→ **WORK REQUEST**
For this exercise, repeat every line of the material exactly.

------------------------------------------------------------------------

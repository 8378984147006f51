//! staffrate-runner: headless front end for the feedback service.
//!
//! Usage:
//!   staffrate-runner --db feedback.db --config config.json
//!   staffrate-runner --db feedback.db --config config.json --ipc-mode
//!
//! Without --ipc-mode the dashboard summary is printed once. With it,
//! one JSON command is read per stdin line and one JSON reply written per
//! stdout line. The session lives for the duration of the loop.

use anyhow::Result;
use chrono::SecondsFormat;
use serde_json::{json, Value};
use staffrate_core::{
    app::FeedbackApp,
    config::AppConfig,
    directory::{EmployeeId, EmployeeUpdate, NewEmployee, ProfileUpdate},
    document::DocumentStore,
    error::FeedbackResult,
    points::PointsSettings,
    redemption::RedeemRequest,
    session::{Route, Session},
    store::{MemoryStore, SqliteStore},
};
use std::env;
use std::io::{self, BufRead, Write};

#[derive(serde::Deserialize)]
#[serde(tag = "type", rename_all = "snake_case")]
enum IpcCommand {
    // ── Session ───────────────────────────────
    AdminLogin { password: String },
    EmployeeLogin { email: String, password: String },
    Logout,
    WhoAmI,
    CanAccess { path: String },

    // ── Public ────────────────────────────────
    Dashboard,
    ValidateCode { code: String },
    SelectableEmployees,
    Redeem {
        code: String,
        #[serde(flatten)]
        request: RedeemRequest,
    },

    // ── Employee ──────────────────────────────
    IssueCode { customer_name: String, customer_number: String },
    MyCodes,
    DeleteCode { code: String },
    MyStats,
    UpdateProfile {
        #[serde(flatten)]
        profile: ProfileUpdate,
    },

    // ── Admin ─────────────────────────────────
    ListEmployees,
    CreateEmployee {
        #[serde(flatten)]
        employee: NewEmployee,
    },
    UpdateEmployee {
        id: EmployeeId,
        #[serde(flatten)]
        edit: EmployeeUpdate,
    },
    DeleteEmployee { id: EmployeeId },
    ResetAllPoints,
    ResetEmployeePoints { id: EmployeeId },
    GetSettings,
    SaveSettings { settings: PointsSettings },

    Quit,
}

fn main() -> Result<()> {
    env_logger::init();

    let args: Vec<String> = env::args().collect();
    let ipc_mode = args.iter().any(|a| a == "--ipc-mode");
    let db = find_arg(&args, "--db").unwrap_or(":memory:");
    let config_path = find_arg(&args, "--config");

    let config = match config_path {
        Some(path) => AppConfig::load(path)?,
        None => {
            let mut config = AppConfig::default();
            config.admin_password = env::var("STAFFRATE_ADMIN_PASSWORD").unwrap_or_default();
            config.validate()?;
            config
        }
    };

    let store: Box<dyn DocumentStore> = if db == ":memory:" {
        Box::new(MemoryStore::new())
    } else {
        let store = SqliteStore::open(db)?;
        store.migrate()?;
        Box::new(store)
    };

    if !ipc_mode {
        println!("staffrate-runner");
        println!("  db:          {db}");
        println!("  config:      {}", config_path.unwrap_or("(environment)"));
        println!("  disposal:    {:?}", config.redemption_disposal);
        println!();
    }

    let mut app = FeedbackApp::build(store, config);

    if ipc_mode {
        run_ipc_loop(&mut app)?;
    } else {
        print_summary(&app)?;
    }
    Ok(())
}

fn run_ipc_loop(app: &mut FeedbackApp) -> Result<()> {
    let stdin = io::stdin();
    let mut stdout = io::stdout();
    let mut handle = stdin.lock();
    let mut buffer = String::new();
    let mut session = Session::anonymous();

    loop {
        buffer.clear();
        let bytes_read = handle.read_line(&mut buffer)?;
        if bytes_read == 0 {
            break; // EOF
        }
        if buffer.trim().is_empty() {
            continue;
        }

        let cmd: IpcCommand = match serde_json::from_str(&buffer) {
            Ok(c) => c,
            Err(e) => {
                writeln!(stdout, "{}", json!({ "error": e.to_string() }))?;
                stdout.flush()?;
                continue;
            }
        };
        if matches!(cmd, IpcCommand::Quit) {
            break;
        }

        let reply = match handle_command(app, &mut session, cmd) {
            Ok(value) => json!({ "ok": value }),
            Err(e) => {
                log::debug!("command failed: {e}");
                json!({ "error": e.to_string() })
            }
        };
        writeln!(stdout, "{reply}")?;
        stdout.flush()?;
    }
    Ok(())
}

fn handle_command(app: &mut FeedbackApp, session: &mut Session, cmd: IpcCommand) -> FeedbackResult<Value> {
    let value = match cmd {
        IpcCommand::AdminLogin { password } => {
            *session = app.login_admin(&password)?;
            to_json(&*session)?
        }
        IpcCommand::EmployeeLogin { email, password } => {
            *session = app.login_employee(&email, &password)?;
            to_json(&*session)?
        }
        IpcCommand::Logout => {
            *session = Session::anonymous();
            to_json(&*session)?
        }
        IpcCommand::WhoAmI => to_json(&*session)?,
        IpcCommand::CanAccess { path } => json!(session.can_access(&Route::parse(&path))),

        IpcCommand::Dashboard => to_json(&app.dashboard()?)?,
        IpcCommand::ValidateCode { code } => to_json(&app.validate_code(&code)?)?,
        IpcCommand::SelectableEmployees => to_json(&app.selectable_employees()?)?,
        IpcCommand::Redeem { code, request } => to_json(&app.redeem(&code, &request)?)?,

        IpcCommand::IssueCode { customer_name, customer_number } => {
            to_json(&app.issue_code(session, &customer_name, &customer_number)?)?
        }
        IpcCommand::MyCodes => to_json(&app.my_codes(session)?)?,
        IpcCommand::DeleteCode { code } => {
            app.delete_code(session, &code)?;
            Value::Null
        }
        IpcCommand::MyStats => to_json(&app.my_stats(session)?)?,
        IpcCommand::UpdateProfile { profile } => to_json(&app.update_profile(session, &profile)?)?,

        IpcCommand::ListEmployees => to_json(&app.list_employees(session)?)?,
        IpcCommand::CreateEmployee { employee } => to_json(&app.create_employee(session, &employee)?)?,
        IpcCommand::UpdateEmployee { id, edit } => to_json(&app.update_employee(session, &id, &edit)?)?,
        IpcCommand::DeleteEmployee { id } => {
            app.delete_employee(session, &id)?;
            Value::Null
        }
        IpcCommand::ResetAllPoints => json!({ "employees_reset": app.reset_all_points(session)? }),
        IpcCommand::ResetEmployeePoints { id } => {
            app.reset_employee_points(session, &id)?;
            Value::Null
        }
        IpcCommand::GetSettings => to_json(&app.points_settings(session)?)?,
        IpcCommand::SaveSettings { settings } => {
            app.save_points_settings(session, &settings)?;
            to_json(&settings)?
        }

        IpcCommand::Quit => Value::Null,
    };
    Ok(value)
}

fn print_summary(app: &FeedbackApp) -> Result<()> {
    let dashboard = app.dashboard()?;

    println!("=== DASHBOARD ===");
    println!("  now:         {}", app.now().to_rfc3339_opts(SecondsFormat::Secs, true));
    println!("  last reset:  {}", dashboard.last_reset.as_deref().unwrap_or("never"));
    println!("  next reset:  {}", dashboard.next_reset);
    if let Some(outcome) = &dashboard.reset {
        println!("  reset check: {}", serde_json::to_string(outcome)?);
    }

    println!();
    println!("=== LEADERBOARD ===");
    if dashboard.leaderboard.is_empty() {
        println!("  (No employees yet)");
    }
    for row in &dashboard.leaderboard {
        let award = row
            .projected_award
            .map(|a| format!("+{a}"))
            .unwrap_or_else(|| "-".into());
        println!(
            "  #{:<3} {:<24} {:>5} pts   award {award}",
            row.rank, row.employee.name, row.employee.points
        );
    }
    Ok(())
}

fn to_json<T: serde::Serialize>(value: &T) -> FeedbackResult<Value> {
    Ok(serde_json::to_value(value)?)
}

fn find_arg<'a>(args: &'a [String], flag: &str) -> Option<&'a str> {
    args.windows(2)
        .find(|w| w[0] == flag)
        .map(|w| w[1].as_str())
}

------------------------------------------------------------------------

→ **RESULT OF THIS EXERCISE**
repository 8378984147006f51
//! staffrate-runner: headless front end for the feedback service.
//!
//! Usage:
//!   staffrate-runner --db feedback.db --config config.json
//!   staffrate-runner --db feedback.db --config config.json --ipc-mode
//!
//! Without --ipc-mode the dashboard summary is printed once. With it,
//! one JSON command is read per stdin line and one JSON reply written per
//! stdout line. The session lives for the duration of the loop.

use anyhow::Result;
use chrono::SecondsFormat;
use serde_json::{json, Value};
use staffrate_core::{
    app::FeedbackApp,
    config::AppConfig,
    directory::{EmployeeId, EmployeeUpdate, NewEmployee, ProfileUpdate},
    document::DocumentStore,
    error::FeedbackResult,
    points::PointsSettings,
    redemption::RedeemRequest,
    session::{Route, Session},
    store::{MemoryStore, SqliteStore},
};
use std::env;
use std::io::{self, BufRead, Write};

#[derive(serde::Deserialize)]
#[serde(tag = "type", rename_all = "snake_case")]
enum IpcCommand {
    // ── Session ───────────────────────────────
    AdminLogin { password: String },
    EmployeeLogin { email: String, password: String },
    Logout,
    WhoAmI,
    CanAccess { path: String },

    // ── Public ────────────────────────────────
    Dashboard,
    ValidateCode { code: String },
    SelectableEmployees,
    Redeem {
        code: String,
        #[serde(flatten)]
        request: RedeemRequest,
    },

    // ── Employee ──────────────────────────────
    IssueCode { customer_name: String, customer_number: String },
    MyCodes,
    DeleteCode { code: String },
    MyStats,
    UpdateProfile {
        #[serde(flatten)]
        profile: ProfileUpdate,
    },

    // ── Admin ─────────────────────────────────
    ListEmployees,
    CreateEmployee {
        #[serde(flatten)]
        employee: NewEmployee,
    },
    UpdateEmployee {
        id: EmployeeId,
        #[serde(flatten)]
        edit: EmployeeUpdate,
    },
    DeleteEmployee { id: EmployeeId },
    ResetAllPoints,
    ResetEmployeePoints { id: EmployeeId },
    GetSettings,
    SaveSettings { settings: PointsSettings },

    Quit,
}

fn main() -> Result<()> {
    env_logger::init();

    let args: Vec<String> = env::args().collect();
    let ipc_mode = args.iter().any(|a| a == "--ipc-mode");
    let db = find_arg(&args, "--db").unwrap_or(":memory:");
    let config_path = find_arg(&args, "--config");

    let config = match config_path {
        Some(path) => AppConfig::load(path)?,
        None => {
            let mut config = AppConfig::default();
            config.admin_password = env::var("STAFFRATE_ADMIN_PASSWORD").unwrap_or_default();
            config.validate()?;
            config
        }
    };

    let store: Box<dyn DocumentStore> = if db == ":memory:" {
        Box::new(MemoryStore::new())
    } else {
        let store = SqliteStore::open(db)?;
        store.migrate()?;
        Box::new(store)
    };

    if !ipc_mode {
        println!("staffrate-runner");
        println!("  db:          {db}");
        println!("  config:      {}", config_path.unwrap_or("(environment)"));
        println!("  disposal:    {:?}", config.redemption_disposal);
        println!();
    }

    let mut app = FeedbackApp::build(store, config);

    if ipc_mode {
        run_ipc_loop(&mut app)?;
    } else {
        print_summary(&app)?;
    }
    Ok(())
}

fn run_ipc_loop(app: &mut FeedbackApp) -> Result<()> {
    let stdin = io::stdin();
    let mut stdout = io::stdout();
    let mut handle = stdin.lock();
    let mut buffer = String::new();
    let mut session = Session::anonymous();

    loop {
        buffer.clear();
        let bytes_read = handle.read_line(&mut buffer)?;
        if bytes_read == 0 {
            break; // EOF
        }
        if buffer.trim().is_empty() {
            continue;
        }

        let cmd: IpcCommand = match serde_json::from_str(&buffer) {
            Ok(c) => c,
            Err(e) => {
                writeln!(stdout, "{}", json!({ "error": e.to_string() }))?;
                stdout.flush()?;
                continue;
            }
        };
        if matches!(cmd, IpcCommand::Quit) {
            break;
        }

        let reply = match handle_command(app, &mut session, cmd) {
            Ok(value) => json!({ "ok": value }),
            Err(e) => {
                log::debug!("command failed: {e}");
                json!({ "error": e.to_string() })
            }
        };
        writeln!(stdout, "{reply}")?;
        stdout.flush()?;
    }
    Ok(())
}

fn handle_command(app: &mut FeedbackApp, session: &mut Session, cmd: IpcCommand) -> FeedbackResult<Value> {
    let value = match cmd {
        IpcCommand::AdminLogin { password } => {
            *session = app.login_admin(&password)?;
            to_json(&*session)?
        }
        IpcCommand::EmployeeLogin { email, password } => {
            *session = app.login_employee(&email, &password)?;
            to_json(&*session)?
        }
        IpcCommand::Logout => {
            *session = Session::anonymous();
            to_json(&*session)?
        }
        IpcCommand::WhoAmI => to_json(&*session)?,
        IpcCommand::CanAccess { path } => json!(session.can_access(&Route::parse(&path))),

        IpcCommand::Dashboard => to_json(&app.dashboard()?)?,
        IpcCommand::ValidateCode { code } => to_json(&app.validate_code(&code)?)?,
        IpcCommand::SelectableEmployees => to_json(&app.selectable_employees()?)?,
        IpcCommand::Redeem { code, request } => to_json(&app.redeem(&code, &request)?)?,

        IpcCommand::IssueCode { customer_name, customer_number } => {
            to_json(&app.issue_code(session, &customer_name, &customer_number)?)?
        }
        IpcCommand::MyCodes => to_json(&app.my_codes(session)?)?,
        IpcCommand::DeleteCode { code } => {
            app.delete_code(session, &code)?;
            Value::Null
        }
        IpcCommand::MyStats => to_json(&app.my_stats(session)?)?,
        IpcCommand::UpdateProfile { profile } => to_json(&app.update_profile(session, &profile)?)?,

        IpcCommand::ListEmployees => to_json(&app.list_employees(session)?)?,
        IpcCommand::CreateEmployee { employee } => to_json(&app.create_employee(session, &employee)?)?,
        IpcCommand::UpdateEmployee { id, edit } => to_json(&app.update_employee(session, &id, &edit)?)?,
        IpcCommand::DeleteEmployee { id } => {
            app.delete_employee(session, &id)?;
            Value::Null
        }
        IpcCommand::ResetAllPoints => json!({ "employees_reset": app.reset_all_points(session)? }),
        IpcCommand::ResetEmployeePoints { id } => {
            app.reset_employee_points(session, &id)?;
            Value::Null
        }
        IpcCommand::GetSettings => to_json(&app.points_settings(session)?)?,
        IpcCommand::SaveSettings { settings } => {
            app.save_points_settings(session, &settings)?;
            to_json(&settings)?
        }

        IpcCommand::Quit => Value::Null,
    };
    Ok(value)
}

fn print_summary(app: &FeedbackApp) -> Result<()> {
    let dashboard = app.dashboard()?;

    println!("=== DASHBOARD ===");
    println!("  now:         {}", app.now().to_rfc3339_opts(SecondsFormat::Secs, true));
    println!("  last reset:  {}", dashboard.last_reset.as_deref().unwrap_or("never"));
    println!("  next reset:  {}", dashboard.next_reset);
    if let Some(outcome) = &dashboard.reset {
        println!("  reset check: {}", serde_json::to_string(outcome)?);
    }

    println!();
    println!("=== LEADERBOARD ===");
    if dashboard.leaderboard.is_empty() {
        println!("  (No employees yet)");
    }
    for row in &dashboard.leaderboard {
        let award = row
            .projected_award
            .map(|a| format!("+{a}"))
            .unwrap_or_else(|| "-".into());
        println!(
            "  #{:<3} {:<24} {:>5} pts   award {award}",
            row.rank, row.employee.name, row.employee.points
        );
    }
    Ok(())
}

fn to_json<T: serde::Serialize>(value: &T) -> FeedbackResult<Value> {
    Ok(serde_json::to_value(value)?)
}

fn find_arg<'a>(args: &'a [String], flag: &str) -> Option<&'a str> {
    args.windows(2)
        .find(|w| w[0] == flag)
        .map(|w| w[1].as_str())
}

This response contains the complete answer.